We’ve all heard about the benefits of solar power, from homes to farms. For many decades, it has been said to be an opportune alternative energy source. They can be found on roadside signs and rooftop. But how exactly do they work? What is the process taken in solar energy?
A solar panel, simply put, allows photons or particles of light, to knock electrons free from atoms, proceeding to generate a flow of electricity. Solar panels are usually constructed of smaller units called photovoltaic cells. Photovoltaic cells, though the word sounds big and serious, simply convert sunlight into energy, the basis of solar energy. Many little cells come together to make a solar panel.
In order for the photovoltaic cells to work, they need to first derive an electric field. Similar to a magnetic field, which occurs due to opposite poles, an electric field occurs when opposite charges are separated.To achieve this field, manufacturers “dope” silicon with other materials, giving them a positive or negative electrical charge.
Manufacturers seed phosphorous into the very top layer of silicon, which results in an addition of extra electrons, which have a negative charge, to that layer. Meanwhile, the bottom layer receives a dose of boron, which results in fewer electrons, or a positive charge. All of this adds up to an electric field at the intersection between the silicon layers. When a photon of sunlight knocks an electron loose, the electric field will push that electron out of the silicon junction.
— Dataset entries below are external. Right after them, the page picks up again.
//! Application services: the operations behind the HTTP handlers.
//!
//! Services coordinate the store, the roster tracker and the emitter:
//! 1. Validate input
//! 2. Read or write the store
//! 3. Emit the matching notification
//! 4. Return the result
//!
//! Apply and unapply run through the RSVP reducer on a per-request
//! [`Store`]; everything else is a direct store call.

use crate::aggregates::{
    RsvpAction, RsvpEnvironment, RsvpFailure, RsvpOutcome, RsvpReducer, RsvpRejection, RsvpState,
};
use crate::app::emitter::{EmitError, Emitter};
use crate::app::roster::RosterTracker;
use event_hub_core::environment::Clock;
use event_hub_core::event::{Event, EventDetails, EventId, ValidationError};
use event_hub_core::event_bus::EventBus;
use event_hub_core::event_store::{EventStore, StoreError};
use event_hub_core::notification::{
    ApplicationRegisteredPayload, EventAddedPayload, EventRemovedPayload, EventUpdatedPayload,
};
use event_hub_core::roster::EventApplication;
use event_hub_runtime::Store;
use event_hub_web::AppError;
use std::sync::Arc;
use thiserror::Error;

const EVENT_NOT_FOUND: &str = "Event not found";
const APPLICATION_NOT_FOUND: &str = "Event app not found";

/// Errors returned by the services.
#[derive(Error, Debug)]
pub enum ServiceError {
    /// Input failed validation
    #[error(transparent)]
    Validation(#[from] ValidationError),

    /// Event or roster record absent
    #[error("{0}")]
    NotFound(&'static str),

    /// An RSVP precondition did not hold
    #[error("{0}")]
    Rejected(RsvpRejection),

    /// Store operation failed
    #[error("Store error: {0}")]
    Store(#[from] StoreError),

    /// Nothing was committed because the notification could not be published
    #[error("Notification error: {0}")]
    Notification(#[from] EmitError),

    /// The change committed but its notification was not published
    #[error("Partial failure for event {event_id}: {reason}")]
    PartialFailure {
        /// The event whose change committed
        event_id: EventId,
        /// Why publishing failed
        reason: String,
    },

    /// The RSVP request failed in the store
    #[error("RSVP failed: {0}")]
    Rsvp(RsvpFailure),
}

impl From<ServiceError> for AppError {
    fn from(err: ServiceError) -> Self {
        match err {
            ServiceError::Validation(e) => Self::validation(e.to_string()),
            ServiceError::NotFound(message) => Self::not_found(message),
            ServiceError::Rejected(rejection) => match rejection {
                RsvpRejection::RosterNotFound | RsvpRejection::EventNotFound => {
                    Self::not_found(rejection.message())
                },
                RsvpRejection::AlreadyApplied => {
                    Self::rejected("ALREADY_APPLIED", rejection.message())
                },
                RsvpRejection::NotApplied => Self::rejected("NOT_APPLIED", rejection.message()),
                RsvpRejection::EventEnded => Self::rejected("EVENT_ENDED", rejection.message()),
            },
            ServiceError::Store(StoreError::Conflict(message)) => Self::conflict(message),
            other => Self::internal("An internal error occurred").with_source(anyhow::Error::new(other)),
        }
    }
}

/// Log a publish failure that happened after the store committed.
fn partial_failure(event_id: EventId, error: &EmitError) -> ServiceError {
    tracing::error!(
        event_id = %event_id,
        error = %error,
        "Partial failure: change committed but notification not published"
    );
    ServiceError::PartialFailure {
        event_id,
        reason: error.to_string(),
    }
}

// ============================================================================
// Events
// ============================================================================

/// Event lifecycle: create, update, delete and reads.
#[derive(Clone)]
pub struct EventService {
    store: Arc<dyn EventStore>,
    roster: RosterTracker,
    emitter: Emitter,
    clock: Arc<dyn Clock>,
}

impl EventService {
    /// Create the service.
    #[must_use]
    pub fn new(store: Arc<dyn EventStore>, bus: Arc<dyn EventBus>, clock: Arc<dyn Clock>) -> Self {
        Self {
            roster: RosterTracker::new(Arc::clone(&store)),
            store,
            emitter: Emitter::new(bus),
            clock,
        }
    }

    /// Create an event with an empty roster and announce it.
    ///
    /// # Errors
    ///
    /// [`ServiceError::Validation`] for bad input, [`ServiceError::Store`] if
    /// the insert fails, [`ServiceError::PartialFailure`] if the announcement
    /// could not be published after the insert.
    pub async fn create_event(&self, details: EventDetails) -> Result<Event, ServiceError> {
        details.validate()?;

        let event = Event::new(EventId::new(), details, self.clock.now());
        self.store.insert_event(&event).await?;
        tracing::info!(event_id = %event.id, name = %event.name, "Event created");

        self.emitter
            .emit(&EventAddedPayload::from(&event))
            .await
            .map_err(|e| partial_failure(event.id, &e))?;

        Ok(event)
    }

    /// Replace the mutable fields of an event and tell its attendees.
    ///
    /// Attendees are notified only when the roster exists and is non-empty.
    ///
    /// # Errors
    ///
    /// [`ServiceError::NotFound`] if the event does not exist, otherwise as
    /// for [`Self::create_event`].
    pub async fn update_event(&self, id: EventId, details: EventDetails) -> Result<Event, ServiceError> {
        details.validate()?;

        let mut event = self
            .store
            .find_event(id)
            .await?
            .ok_or(ServiceError::NotFound(EVENT_NOT_FOUND))?;
        event.apply_details(details, self.clock.now());

        if !self.store.update_event(&event).await? {
            return Err(ServiceError::NotFound(EVENT_NOT_FOUND));
        }
        tracing::info!(event_id = %id, "Event updated");

        let attendees = self.roster.roster_for(id).await?.unwrap_or_default();
        if !attendees.is_empty() {
            let payload = EventUpdatedPayload {
                emails: attendees.into_iter().collect(),
                event_name: event.name.clone(),
                event_date: event.date,
                event_description: event.description.clone(),
            };
            self.emitter
                .emit(&payload)
                .await
                .map_err(|e| partial_failure(id, &e))?;
        }

        Ok(event)
    }

    /// Delete an event and its roster, telling attendees of upcoming events.
    ///
    /// The cancellation is published before anything is removed; if that
    /// fails the event stays in place.
    ///
    /// # Errors
    ///
    /// [`ServiceError::NotFound`] if the event does not exist,
    /// [`ServiceError::Notification`] if the cancellation could not be
    /// published, [`ServiceError::Store`] if the delete fails.
    pub async fn delete_event(&self, id: EventId) -> Result<(), ServiceError> {
        let event = self
            .store
            .find_event(id)
            .await?
            .ok_or(ServiceError::NotFound(EVENT_NOT_FOUND))?;

        let attendees = self.roster.roster_for(id).await?.unwrap_or_default();
        if !event.has_occurred(self.clock.now()) && !attendees.is_empty() {
            self.emitter
                .emit(&EventRemovedPayload {
                    emails: attendees.into_iter().collect(),
                    event_name: event.name.clone(),
                    event_date: event.date,
                })
                .await?;
        }

        if !self.store.delete_event(id).await? {
            return Err(ServiceError::NotFound(EVENT_NOT_FOUND));
        }
        tracing::info!(event_id = %id, "Event deleted");
        Ok(())
    }

    /// All events, soonest first.
    ///
    /// # Errors
    ///
    /// [`ServiceError::Store`] if the read fails.
    pub async fn list_events(&self) -> Result<Vec<Event>, ServiceError> {
        Ok(self.store.list_events().await?)
    }

    /// One event.
    ///
    /// # Errors
    ///
    /// [`ServiceError::NotFound`] if absent, [`ServiceError::Store`] if the
    /// read fails.
    pub async fn get_event(&self, id: EventId) -> Result<Event, ServiceError> {
        self.store
            .find_event(id)
            .await?
            .ok_or(ServiceError::NotFound(EVENT_NOT_FOUND))
    }

    /// Events whose roster contains `email`.
    ///
    /// # Errors
    ///
    /// [`ServiceError::Store`] if the read fails.
    pub async fn applied_events(&self, email: &str) -> Result<Vec<Event>, ServiceError> {
        Ok(self.store.events_for_attendee(email).await?)
    }
}

// ============================================================================
// Applications
// ============================================================================

/// RSVP transitions and roster record administration.
#[derive(Clone)]
pub struct ApplicationService {
    env: RsvpEnvironment,
}

impl ApplicationService {
    /// Create the service.
    #[must_use]
    pub fn new(store: Arc<dyn EventStore>, bus: Arc<dyn EventBus>, clock: Arc<dyn Clock>) -> Self {
        Self {
            env: RsvpEnvironment::new(store, bus, clock),
        }
    }

    async fn run(&self, action: RsvpAction) -> Result<RsvpOutcome, ServiceError> {
        let store = Store::new(RsvpState::default(), RsvpReducer, self.env.clone());
        let mut handle = store.send(action).await;
        handle.wait().await;

        store
            .state(|state| state.outcome.clone())
            .await
            .ok_or_else(|| ServiceError::Rsvp(RsvpFailure::Store("RSVP did not finish".to_string())))
    }

    fn settle(event_id: EventId, outcome: RsvpOutcome) -> Result<(), ServiceError> {
        match outcome {
            RsvpOutcome::Applied | RsvpOutcome::Unapplied => Ok(()),
            RsvpOutcome::Rejected(rejection) => Err(ServiceError::Rejected(rejection)),
            RsvpOutcome::Failed(RsvpFailure::Notification(reason)) => {
                Err(ServiceError::PartialFailure { event_id, reason })
            },
            RsvpOutcome::Failed(failure) => Err(ServiceError::Rsvp(failure)),
        }
    }

    /// Add `attendee` to the roster of `event_id` and confirm by mail.
    ///
    /// # Errors
    ///
    /// [`ServiceError::Rejected`] when a precondition fails,
    /// [`ServiceError::PartialFailure`] if the roster changed but the
    /// confirmation was not published, [`ServiceError::Rsvp`] on store
    /// failure.
    pub async fn apply(&self, event_id: EventId, attendee: &str) -> Result<(), ServiceError> {
        let outcome = self
            .run(RsvpAction::Apply {
                event_id,
                attendee: attendee.to_string(),
            })
            .await?;
        Self::settle(event_id, outcome)
    }

    /// Remove `attendee` from the roster of `event_id`.
    ///
    /// # Errors
    ///
    /// As for [`Self::apply`]; nothing is published.
    pub async fn unapply(&self, event_id: EventId, attendee: &str) -> Result<(), ServiceError> {
        let outcome = self
            .run(RsvpAction::Unapply {
                event_id,
                attendee: attendee.to_string(),
            })
            .await?;
        Self::settle(event_id, outcome)
    }

    /// All roster records.
    ///
    /// # Errors
    ///
    /// [`ServiceError::Store`] if the read fails.
    pub async fn list_applications(&self) -> Result<Vec<EventApplication>, ServiceError> {
        Ok(self.env.store.list_applications().await?)
    }

    /// The roster record of one event.
    ///
    /// # Errors
    ///
    /// [`ServiceError::NotFound`] if the event has no record.
    pub async fn get_application(&self, event_id: EventId) -> Result<EventApplication, ServiceError> {
        self.env
            .store
            .find_application(event_id)
            .await?
            .ok_or(ServiceError::NotFound(APPLICATION_NOT_FOUND))
    }

    /// Create a roster record directly and confirm every listed attendee.
    ///
    /// # Errors
    ///
    /// [`ServiceError::NotFound`] if the event does not exist,
    /// [`ServiceError::Store`] with [`StoreError::Conflict`] if a record
    /// exists, [`ServiceError::PartialFailure`] if the confirmation was not
    /// published.
    pub async fn create_application(
        &self,
        application: EventApplication,
    ) -> Result<EventApplication, ServiceError> {
        let event_id = application.event_id;
        let event = self
            .env
            .store
            .find_event(event_id)
            .await?
            .ok_or(ServiceError::NotFound(EVENT_NOT_FOUND))?;

        self.env.store.create_application(&application).await?;
        tracing::info!(event_id = %event_id, attendees = application.len(), "Roster record created");

        if !application.is_empty() {
            let payload = ApplicationRegisteredPayload::for_event(&event, application.emails());
            self.env
                .emitter
                .emit(&payload)
                .await
                .map_err(|e| partial_failure(event_id, &e))?;
        }

        Ok(application)
    }

    /// Overwrite the attendees of an existing roster record.
    ///
    /// # Errors
    ///
    /// [`ServiceError::NotFound`] if the event has no record.
    pub async fn replace_application(
        &self,
        application: EventApplication,
    ) -> Result<EventApplication, ServiceError> {
        if !self.env.store.replace_application(&application).await? {
            return Err(ServiceError::NotFound(APPLICATION_NOT_FOUND));
        }
        tracing::info!(event_id = %application.event_id, attendees = application.len(), "Roster record replaced");
        Ok(application)
    }

    /// Delete the roster record of one event.
    ///
    /// # Errors
    ///
    /// [`ServiceError::NotFound`] if the event has no record.
    pub async fn delete_application(&self, event_id: EventId) -> Result<(), ServiceError> {
        if !self.env.store.delete_application(event_id).await? {
            return Err(ServiceError::NotFound(APPLICATION_NOT_FOUND));
        }
        tracing::info!(event_id = %event_id, "Roster record deleted");
        Ok(())
    }
}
Cells are turned into usable power by other components. Metal conductive plates inside the cell collect the electrons and transfer them to wires. The electrons can then flow similar to any other source of electricity. Other types of solar power technology include solar thermal and concentrated solar power (CSP). These other types of solar power technology operate differently from photovoltaic solar panels. However, they all harness sunlight to heat up water or air, or to create either electricity.